• _PROBLEM TO WORK ON_: The stretch wanted below opens at the line containing "filename crates/oncemap-core/src/error.rs" and closes at the line containing "is the previous". Please return it exactly, with no other lines.

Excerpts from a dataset

╭──

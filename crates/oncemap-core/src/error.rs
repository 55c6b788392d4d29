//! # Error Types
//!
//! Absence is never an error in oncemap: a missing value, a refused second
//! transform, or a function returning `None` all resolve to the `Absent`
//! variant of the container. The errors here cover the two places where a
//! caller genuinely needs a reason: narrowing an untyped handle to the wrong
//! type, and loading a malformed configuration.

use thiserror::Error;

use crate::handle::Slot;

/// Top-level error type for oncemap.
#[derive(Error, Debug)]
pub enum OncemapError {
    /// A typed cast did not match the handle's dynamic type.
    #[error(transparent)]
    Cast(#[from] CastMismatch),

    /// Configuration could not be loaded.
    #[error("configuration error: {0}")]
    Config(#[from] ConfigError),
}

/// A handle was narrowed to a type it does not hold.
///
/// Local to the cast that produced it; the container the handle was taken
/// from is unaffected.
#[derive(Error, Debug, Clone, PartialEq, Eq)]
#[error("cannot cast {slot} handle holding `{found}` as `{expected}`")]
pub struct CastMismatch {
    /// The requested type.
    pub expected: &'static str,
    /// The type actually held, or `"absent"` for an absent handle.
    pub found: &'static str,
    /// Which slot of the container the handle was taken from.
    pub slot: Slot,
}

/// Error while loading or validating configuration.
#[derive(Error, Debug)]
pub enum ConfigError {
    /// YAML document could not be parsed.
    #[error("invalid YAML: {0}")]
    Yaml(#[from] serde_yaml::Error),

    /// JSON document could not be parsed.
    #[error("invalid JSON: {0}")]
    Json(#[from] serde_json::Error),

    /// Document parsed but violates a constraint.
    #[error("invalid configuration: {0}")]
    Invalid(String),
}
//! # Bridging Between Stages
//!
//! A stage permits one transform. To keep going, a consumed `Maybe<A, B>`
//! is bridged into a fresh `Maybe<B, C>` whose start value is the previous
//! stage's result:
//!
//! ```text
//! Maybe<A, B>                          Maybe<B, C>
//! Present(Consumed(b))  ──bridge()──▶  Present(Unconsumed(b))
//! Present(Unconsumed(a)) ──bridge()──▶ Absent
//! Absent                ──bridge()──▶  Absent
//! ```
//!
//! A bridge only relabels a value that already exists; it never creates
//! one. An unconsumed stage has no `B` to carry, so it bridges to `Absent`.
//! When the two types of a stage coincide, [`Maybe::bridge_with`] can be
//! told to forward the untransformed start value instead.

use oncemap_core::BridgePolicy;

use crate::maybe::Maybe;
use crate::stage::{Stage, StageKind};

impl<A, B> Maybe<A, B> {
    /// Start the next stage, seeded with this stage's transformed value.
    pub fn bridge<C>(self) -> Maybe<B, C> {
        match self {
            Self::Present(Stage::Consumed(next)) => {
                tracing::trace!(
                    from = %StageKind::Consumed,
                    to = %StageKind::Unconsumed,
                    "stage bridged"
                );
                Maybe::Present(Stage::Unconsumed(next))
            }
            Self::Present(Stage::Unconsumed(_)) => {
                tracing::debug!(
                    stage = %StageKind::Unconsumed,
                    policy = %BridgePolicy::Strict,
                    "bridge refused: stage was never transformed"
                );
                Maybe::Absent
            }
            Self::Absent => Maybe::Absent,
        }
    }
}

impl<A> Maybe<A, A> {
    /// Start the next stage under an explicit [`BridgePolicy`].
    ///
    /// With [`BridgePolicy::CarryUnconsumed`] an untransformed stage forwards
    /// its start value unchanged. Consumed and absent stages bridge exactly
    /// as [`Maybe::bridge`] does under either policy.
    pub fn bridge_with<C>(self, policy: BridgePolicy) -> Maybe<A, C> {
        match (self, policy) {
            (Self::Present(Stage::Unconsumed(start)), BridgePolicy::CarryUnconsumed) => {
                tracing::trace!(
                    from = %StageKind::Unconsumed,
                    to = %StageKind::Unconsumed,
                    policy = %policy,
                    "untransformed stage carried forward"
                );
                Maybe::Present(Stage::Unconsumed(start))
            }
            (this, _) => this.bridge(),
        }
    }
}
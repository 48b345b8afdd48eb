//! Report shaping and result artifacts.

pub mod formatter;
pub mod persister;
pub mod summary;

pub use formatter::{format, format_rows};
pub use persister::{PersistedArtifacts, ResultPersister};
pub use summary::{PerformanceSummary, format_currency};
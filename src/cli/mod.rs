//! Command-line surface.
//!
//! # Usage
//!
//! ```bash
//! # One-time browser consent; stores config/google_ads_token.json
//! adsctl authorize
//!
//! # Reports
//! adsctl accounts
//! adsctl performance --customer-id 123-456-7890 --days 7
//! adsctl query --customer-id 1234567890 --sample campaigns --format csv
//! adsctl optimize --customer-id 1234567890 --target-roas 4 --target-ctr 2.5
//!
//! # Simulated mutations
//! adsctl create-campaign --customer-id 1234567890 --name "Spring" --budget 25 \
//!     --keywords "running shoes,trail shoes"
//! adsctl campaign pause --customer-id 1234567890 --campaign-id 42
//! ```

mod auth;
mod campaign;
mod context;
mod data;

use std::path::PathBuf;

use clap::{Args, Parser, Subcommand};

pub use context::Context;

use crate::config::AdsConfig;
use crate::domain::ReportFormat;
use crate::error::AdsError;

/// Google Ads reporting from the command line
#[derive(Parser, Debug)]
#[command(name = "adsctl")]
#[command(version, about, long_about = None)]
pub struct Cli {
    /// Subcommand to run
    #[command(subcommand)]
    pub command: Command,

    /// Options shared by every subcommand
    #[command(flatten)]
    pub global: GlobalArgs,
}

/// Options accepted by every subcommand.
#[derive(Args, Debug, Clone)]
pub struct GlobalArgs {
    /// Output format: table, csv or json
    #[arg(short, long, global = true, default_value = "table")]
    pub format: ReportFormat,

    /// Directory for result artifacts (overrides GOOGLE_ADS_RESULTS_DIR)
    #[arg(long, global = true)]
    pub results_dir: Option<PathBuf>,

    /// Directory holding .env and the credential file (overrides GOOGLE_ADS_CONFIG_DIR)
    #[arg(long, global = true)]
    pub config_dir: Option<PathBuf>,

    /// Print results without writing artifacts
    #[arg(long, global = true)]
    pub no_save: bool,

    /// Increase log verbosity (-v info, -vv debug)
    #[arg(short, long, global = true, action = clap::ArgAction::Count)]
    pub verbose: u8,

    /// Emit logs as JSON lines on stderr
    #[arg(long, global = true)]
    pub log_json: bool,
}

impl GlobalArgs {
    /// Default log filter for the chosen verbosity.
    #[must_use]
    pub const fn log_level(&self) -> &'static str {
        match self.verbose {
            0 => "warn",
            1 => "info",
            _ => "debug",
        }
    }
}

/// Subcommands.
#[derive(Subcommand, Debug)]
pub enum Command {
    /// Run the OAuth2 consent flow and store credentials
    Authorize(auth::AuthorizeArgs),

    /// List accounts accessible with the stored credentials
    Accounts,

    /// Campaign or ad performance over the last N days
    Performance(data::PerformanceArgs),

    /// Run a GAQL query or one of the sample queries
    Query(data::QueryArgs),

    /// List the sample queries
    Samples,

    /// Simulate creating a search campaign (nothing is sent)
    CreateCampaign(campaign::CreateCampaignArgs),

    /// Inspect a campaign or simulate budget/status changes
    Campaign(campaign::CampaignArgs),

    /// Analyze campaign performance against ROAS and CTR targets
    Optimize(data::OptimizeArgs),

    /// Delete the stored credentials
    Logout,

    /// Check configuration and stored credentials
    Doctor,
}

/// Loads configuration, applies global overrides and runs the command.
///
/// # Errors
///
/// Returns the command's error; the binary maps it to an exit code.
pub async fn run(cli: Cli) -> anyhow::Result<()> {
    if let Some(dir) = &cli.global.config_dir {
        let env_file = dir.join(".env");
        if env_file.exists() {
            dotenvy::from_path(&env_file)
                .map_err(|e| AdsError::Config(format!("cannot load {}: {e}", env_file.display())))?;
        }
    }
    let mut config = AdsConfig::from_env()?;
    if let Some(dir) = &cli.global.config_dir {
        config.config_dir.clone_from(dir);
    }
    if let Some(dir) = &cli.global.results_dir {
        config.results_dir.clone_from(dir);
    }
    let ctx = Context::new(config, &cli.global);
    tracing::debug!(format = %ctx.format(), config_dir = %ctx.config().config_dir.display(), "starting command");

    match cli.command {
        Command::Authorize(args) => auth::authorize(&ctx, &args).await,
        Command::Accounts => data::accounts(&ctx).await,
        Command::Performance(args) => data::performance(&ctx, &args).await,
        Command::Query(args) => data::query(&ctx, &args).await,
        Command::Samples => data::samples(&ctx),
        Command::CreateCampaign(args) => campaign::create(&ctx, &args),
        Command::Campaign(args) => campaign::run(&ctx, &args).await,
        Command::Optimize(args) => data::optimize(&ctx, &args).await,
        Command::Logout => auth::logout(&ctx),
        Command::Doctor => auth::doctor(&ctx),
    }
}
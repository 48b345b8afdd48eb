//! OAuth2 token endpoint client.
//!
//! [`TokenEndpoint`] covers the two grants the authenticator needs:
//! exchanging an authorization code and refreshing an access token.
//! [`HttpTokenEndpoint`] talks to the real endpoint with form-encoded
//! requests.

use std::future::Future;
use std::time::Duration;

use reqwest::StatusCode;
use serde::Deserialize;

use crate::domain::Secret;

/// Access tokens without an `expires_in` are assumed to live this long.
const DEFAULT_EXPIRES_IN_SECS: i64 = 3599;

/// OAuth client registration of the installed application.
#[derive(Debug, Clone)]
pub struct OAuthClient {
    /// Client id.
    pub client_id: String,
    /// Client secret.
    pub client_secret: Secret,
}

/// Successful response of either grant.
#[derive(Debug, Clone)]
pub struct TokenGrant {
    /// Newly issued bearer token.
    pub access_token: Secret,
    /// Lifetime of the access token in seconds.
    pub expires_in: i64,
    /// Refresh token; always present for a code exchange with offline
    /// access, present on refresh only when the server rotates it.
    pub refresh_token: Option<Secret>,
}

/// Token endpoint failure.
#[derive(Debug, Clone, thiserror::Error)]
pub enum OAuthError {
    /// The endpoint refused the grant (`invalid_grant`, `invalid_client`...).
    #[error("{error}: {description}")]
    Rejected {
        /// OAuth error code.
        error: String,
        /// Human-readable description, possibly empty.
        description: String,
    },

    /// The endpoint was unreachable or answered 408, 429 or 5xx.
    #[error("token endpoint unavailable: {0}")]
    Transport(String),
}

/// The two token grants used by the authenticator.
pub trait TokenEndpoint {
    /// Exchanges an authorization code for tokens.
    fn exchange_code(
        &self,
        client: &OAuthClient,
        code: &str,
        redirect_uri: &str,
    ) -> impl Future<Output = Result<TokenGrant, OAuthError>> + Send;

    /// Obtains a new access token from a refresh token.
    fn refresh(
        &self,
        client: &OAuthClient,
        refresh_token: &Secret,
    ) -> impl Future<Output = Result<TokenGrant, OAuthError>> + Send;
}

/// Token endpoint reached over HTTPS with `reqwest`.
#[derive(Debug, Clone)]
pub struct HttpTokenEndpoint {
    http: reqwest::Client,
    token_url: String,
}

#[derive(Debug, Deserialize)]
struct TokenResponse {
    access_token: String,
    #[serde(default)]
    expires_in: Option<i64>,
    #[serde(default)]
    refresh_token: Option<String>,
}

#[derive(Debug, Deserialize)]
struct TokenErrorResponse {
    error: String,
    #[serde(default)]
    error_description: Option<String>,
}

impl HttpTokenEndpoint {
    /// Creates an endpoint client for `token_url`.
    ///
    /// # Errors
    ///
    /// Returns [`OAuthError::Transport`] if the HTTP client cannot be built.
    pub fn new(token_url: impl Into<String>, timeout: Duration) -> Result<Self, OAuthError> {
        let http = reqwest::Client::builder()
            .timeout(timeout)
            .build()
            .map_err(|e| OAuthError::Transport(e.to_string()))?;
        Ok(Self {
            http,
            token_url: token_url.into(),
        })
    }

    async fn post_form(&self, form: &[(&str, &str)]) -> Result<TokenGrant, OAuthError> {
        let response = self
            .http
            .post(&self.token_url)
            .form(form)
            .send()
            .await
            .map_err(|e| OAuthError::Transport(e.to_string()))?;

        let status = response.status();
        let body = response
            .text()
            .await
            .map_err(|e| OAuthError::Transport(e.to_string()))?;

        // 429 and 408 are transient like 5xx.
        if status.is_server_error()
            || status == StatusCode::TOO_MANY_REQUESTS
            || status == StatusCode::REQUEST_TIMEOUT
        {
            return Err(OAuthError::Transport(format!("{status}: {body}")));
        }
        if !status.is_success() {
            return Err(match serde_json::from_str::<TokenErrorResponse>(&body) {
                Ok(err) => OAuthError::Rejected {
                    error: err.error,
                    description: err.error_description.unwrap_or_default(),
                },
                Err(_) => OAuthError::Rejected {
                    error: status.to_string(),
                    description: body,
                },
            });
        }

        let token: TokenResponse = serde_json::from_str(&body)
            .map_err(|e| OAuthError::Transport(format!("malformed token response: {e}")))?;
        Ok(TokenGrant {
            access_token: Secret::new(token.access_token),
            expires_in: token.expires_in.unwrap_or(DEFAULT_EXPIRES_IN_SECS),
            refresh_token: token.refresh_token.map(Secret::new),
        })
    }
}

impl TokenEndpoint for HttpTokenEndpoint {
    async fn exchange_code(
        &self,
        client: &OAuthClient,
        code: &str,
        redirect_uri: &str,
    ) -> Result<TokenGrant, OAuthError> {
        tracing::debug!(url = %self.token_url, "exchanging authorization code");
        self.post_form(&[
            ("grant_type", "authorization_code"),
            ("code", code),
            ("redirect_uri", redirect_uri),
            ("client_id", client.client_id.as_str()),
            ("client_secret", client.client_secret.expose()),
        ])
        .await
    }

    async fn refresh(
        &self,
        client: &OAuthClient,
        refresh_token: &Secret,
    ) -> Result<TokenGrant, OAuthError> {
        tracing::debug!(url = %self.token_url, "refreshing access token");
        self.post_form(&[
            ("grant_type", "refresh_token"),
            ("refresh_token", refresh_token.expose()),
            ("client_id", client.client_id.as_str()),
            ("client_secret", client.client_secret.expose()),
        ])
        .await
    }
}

╰──
╭──

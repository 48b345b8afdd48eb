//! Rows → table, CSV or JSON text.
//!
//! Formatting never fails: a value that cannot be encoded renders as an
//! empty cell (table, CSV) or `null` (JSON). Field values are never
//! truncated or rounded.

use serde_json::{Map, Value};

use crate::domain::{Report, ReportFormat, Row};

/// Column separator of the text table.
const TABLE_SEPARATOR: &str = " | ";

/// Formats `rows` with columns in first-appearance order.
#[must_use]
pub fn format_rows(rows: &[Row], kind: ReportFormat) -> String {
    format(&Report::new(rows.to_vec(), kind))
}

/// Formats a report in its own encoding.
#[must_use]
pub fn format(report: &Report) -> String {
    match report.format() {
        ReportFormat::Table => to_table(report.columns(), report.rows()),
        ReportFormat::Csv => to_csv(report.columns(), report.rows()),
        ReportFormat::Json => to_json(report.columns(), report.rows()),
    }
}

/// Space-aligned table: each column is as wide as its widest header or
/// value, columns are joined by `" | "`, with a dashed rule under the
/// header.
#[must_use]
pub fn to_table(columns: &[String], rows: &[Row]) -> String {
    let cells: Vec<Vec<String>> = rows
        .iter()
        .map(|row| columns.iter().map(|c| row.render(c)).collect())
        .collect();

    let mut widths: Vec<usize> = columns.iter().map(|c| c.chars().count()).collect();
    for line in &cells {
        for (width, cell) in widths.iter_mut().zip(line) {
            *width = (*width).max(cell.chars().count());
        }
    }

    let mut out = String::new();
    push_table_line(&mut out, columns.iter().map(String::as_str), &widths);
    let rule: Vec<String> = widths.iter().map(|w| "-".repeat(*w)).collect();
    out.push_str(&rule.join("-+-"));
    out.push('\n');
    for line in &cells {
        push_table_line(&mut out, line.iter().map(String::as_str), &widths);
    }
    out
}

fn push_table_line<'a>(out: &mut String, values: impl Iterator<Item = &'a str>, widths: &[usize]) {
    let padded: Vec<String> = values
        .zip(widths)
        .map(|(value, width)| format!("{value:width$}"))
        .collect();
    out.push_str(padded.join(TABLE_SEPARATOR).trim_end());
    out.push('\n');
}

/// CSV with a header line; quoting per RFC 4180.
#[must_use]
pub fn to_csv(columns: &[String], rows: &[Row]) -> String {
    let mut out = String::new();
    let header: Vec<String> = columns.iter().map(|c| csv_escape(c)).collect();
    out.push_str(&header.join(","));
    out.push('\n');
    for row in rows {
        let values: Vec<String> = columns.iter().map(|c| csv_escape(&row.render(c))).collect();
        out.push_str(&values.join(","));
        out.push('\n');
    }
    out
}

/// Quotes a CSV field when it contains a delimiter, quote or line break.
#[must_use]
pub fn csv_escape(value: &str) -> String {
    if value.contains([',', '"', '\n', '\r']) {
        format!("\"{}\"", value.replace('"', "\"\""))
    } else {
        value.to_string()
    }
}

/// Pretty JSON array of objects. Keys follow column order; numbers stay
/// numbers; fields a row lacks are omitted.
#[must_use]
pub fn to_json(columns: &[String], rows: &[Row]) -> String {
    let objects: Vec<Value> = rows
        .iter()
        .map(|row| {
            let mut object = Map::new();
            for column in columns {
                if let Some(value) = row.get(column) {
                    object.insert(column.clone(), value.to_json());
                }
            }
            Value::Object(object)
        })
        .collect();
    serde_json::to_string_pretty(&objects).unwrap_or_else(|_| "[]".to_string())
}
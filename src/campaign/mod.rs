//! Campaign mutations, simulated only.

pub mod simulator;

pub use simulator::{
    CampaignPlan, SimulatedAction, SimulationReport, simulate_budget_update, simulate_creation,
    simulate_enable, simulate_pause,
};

╰──

• _SOLUTION FOR THIS PROBLEM_:
filename crates/oncemap-core/src/error.rs
repository 55c6b788392d4d29
//! # Error Types
//!
//! Absence is never an error in oncemap: a missing value, a refused second
//! transform, or a function returning `None` all resolve to the `Absent`
//! variant of the container. The errors here cover the two places where a
//! caller genuinely needs a reason: narrowing an untyped handle to the wrong
//! type, and loading a malformed configuration.

use thiserror::Error;

use crate::handle::Slot;

/// Top-level error type for oncemap.
#[derive(Error, Debug)]
pub enum OncemapError {
    /// A typed cast did not match the handle's dynamic type.
    #[error(transparent)]
    Cast(#[from] CastMismatch),

    /// Configuration could not be loaded.
    #[error("configuration error: {0}")]
    Config(#[from] ConfigError),
}

/// A handle was narrowed to a type it does not hold.
///
/// Local to the cast that produced it; the container the handle was taken
/// from is unaffected.
#[derive(Error, Debug, Clone, PartialEq, Eq)]
#[error("cannot cast {slot} handle holding `{found}` as `{expected}`")]
pub struct CastMismatch {
    /// The requested type.
    pub expected: &'static str,
    /// The type actually held, or `"absent"` for an absent handle.
    pub found: &'static str,
    /// Which slot of the container the handle was taken from.
    pub slot: Slot,
}

/// Error while loading or validating configuration.
#[derive(Error, Debug)]
pub enum ConfigError {
    /// YAML document could not be parsed.
    #[error("invalid YAML: {0}")]
    Yaml(#[from] serde_yaml::Error),

    /// JSON document could not be parsed.
    #[error("invalid JSON: {0}")]
    Json(#[from] serde_json::Error),

    /// Document parsed but violates a constraint.
    #[error("invalid configuration: {0}")]
    Invalid(String),
}
//! # Bridging Between Stages
//!
//! A stage permits one transform. To keep going, a consumed `Maybe<A, B>`
//! is bridged into a fresh `Maybe<B, C>` whose start value is the previous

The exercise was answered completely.